2d packing of closed polylines

I am trying to develop something that can pack a series of irregular 2d closed polylines into a set width area with the smallest possible x dimension.


The order of the shapes is predetermined and cannot be changed, so something like opennest will not work. Also shapes cannot be rotated.
I have worked out my code for fitting the polylines to the edge of the panel but I am struggling to find a solution to minimize the length. i.e moving panels in -x till they run into another panel (if there is a slight clash or gap that is fine as the shapes already have a buffer zone built in).
I have been told that I need a recursive python or vb script to achieve this but I have no experience writing these.
Would it be possible to do something like this using Kangaroo2 or Galapagos? or would something like hoopsnake work?
If anyone has any thoughts on some tools or workflows that could get me closer to my end result

Look for OpenNest on Food4Rhino

The important point here is that the panels must not be re-ordered. I don’t believe there is a way to do this with opennest, let me know if I am mistaken.
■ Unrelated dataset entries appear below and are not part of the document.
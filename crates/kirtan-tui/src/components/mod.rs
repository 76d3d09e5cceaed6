pub mod chat_panel;
pub mod header;
pub mod log_panel;
pub mod player_panel;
If you don’t have so many objects a pure Galapagos solution would be easy, just test for collisions between shapes and maybe boolean/region intersections. Or go fancy and implement packing that fits your needs, play with NoFitPolygons, hint Clipper has a Minkowski difference component and API, you will still need to optimize somehow, but the search space will be drastically reduced. I guess it depends on the number of objects you are dealing with.

Judging if polygons intersect is way easier & faster than calculating the intersected shape.

        public static bool HasSeparatingAxis(Polygon a, Polygon b)
        {
            // test each side of a in turn:
            for (var i = 0; i < a.VerticeCount; i++)
            {
                var normal_x = a.Vertices[(i + 1) % a.VerticeCount].Y - a.Vertices[i].Y;
                var normal_y = a.Vertices[i].X - a.Vertices[(i + 1) % a.VerticeCount].X;

                for (var j = 0; j < b.VerticeCount; j++)
                {
                    var dot_product = ((b.Vertices[j].X - a.Vertices[i].X) * normal_x) +
                        ((b.Vertices[j].Y - a.Vertices[i].Y) * normal_y);
                    if (dot_product <= 0.0) // change sign of test based on winding order
                        break;
                    if (j == b.VerticeCount - 1)
                        return true; // all dots were +ve, we found a separating axis
                }
            }
            return false;
        }

        public static bool IntersectWith(this Polygon a, Polygon b)
        {
            return !HasSeparatingAxis(a, b) && !HasSeparatingAxis(b, a);
        }

But computing the intersection gives a scalar that’s handy for the optimization algorithms, otherwise you won’t have a slope to climb/descend. Maybe if the polygons are convex just penalizing if they intersect and the distance between centroids can do.

Quantity varies from 20 odd to a few hundred shapes, so I guess Galapagos option might be a dead end.

If you mean naive brute force, yes. You have to come up with a optimization strategy to restrict the possible permutations. Something as simple as restricting the cross references between objects according to a ratio can do wonders!